= Beginning of Section =

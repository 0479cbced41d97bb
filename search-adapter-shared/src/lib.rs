//! # Search Adapter Shared
//!
//! Types shared between the adapter repository and the binary: the ORM-side
//! query criteria, document identifiers and the records handed back to
//! callers.

pub mod criteria;
pub mod errors;
pub mod id;
pub mod record;

pub use criteria::{Criteria, Predicate, SortClause, SortDirection, SCRIPT_SORT_KEY};
pub use errors::CriteriaError;
pub use id::DocumentId;
pub use record::{Record, ID_FIELD, SCORE_FIELD};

= End of Section =

*Problem*. Retype every record above exactly as it stands.

*Finished exercise*.
repository 0479cbced41d97bb
filename search-adapter-shared/src/lib.rs
//! # Search Adapter Shared
//!
//! Types shared between the adapter repository and the binary: the ORM-side
//! query criteria, document identifiers and the records handed back to
//! callers.

pub mod criteria;
pub mod errors;
pub mod id;
pub mod record;

pub use criteria::{Criteria, Predicate, SortClause, SortDirection, SCRIPT_SORT_KEY};
pub use errors::CriteriaError;
pub use id::DocumentId;
pub use record::{Record, ID_FIELD, SCORE_FIELD};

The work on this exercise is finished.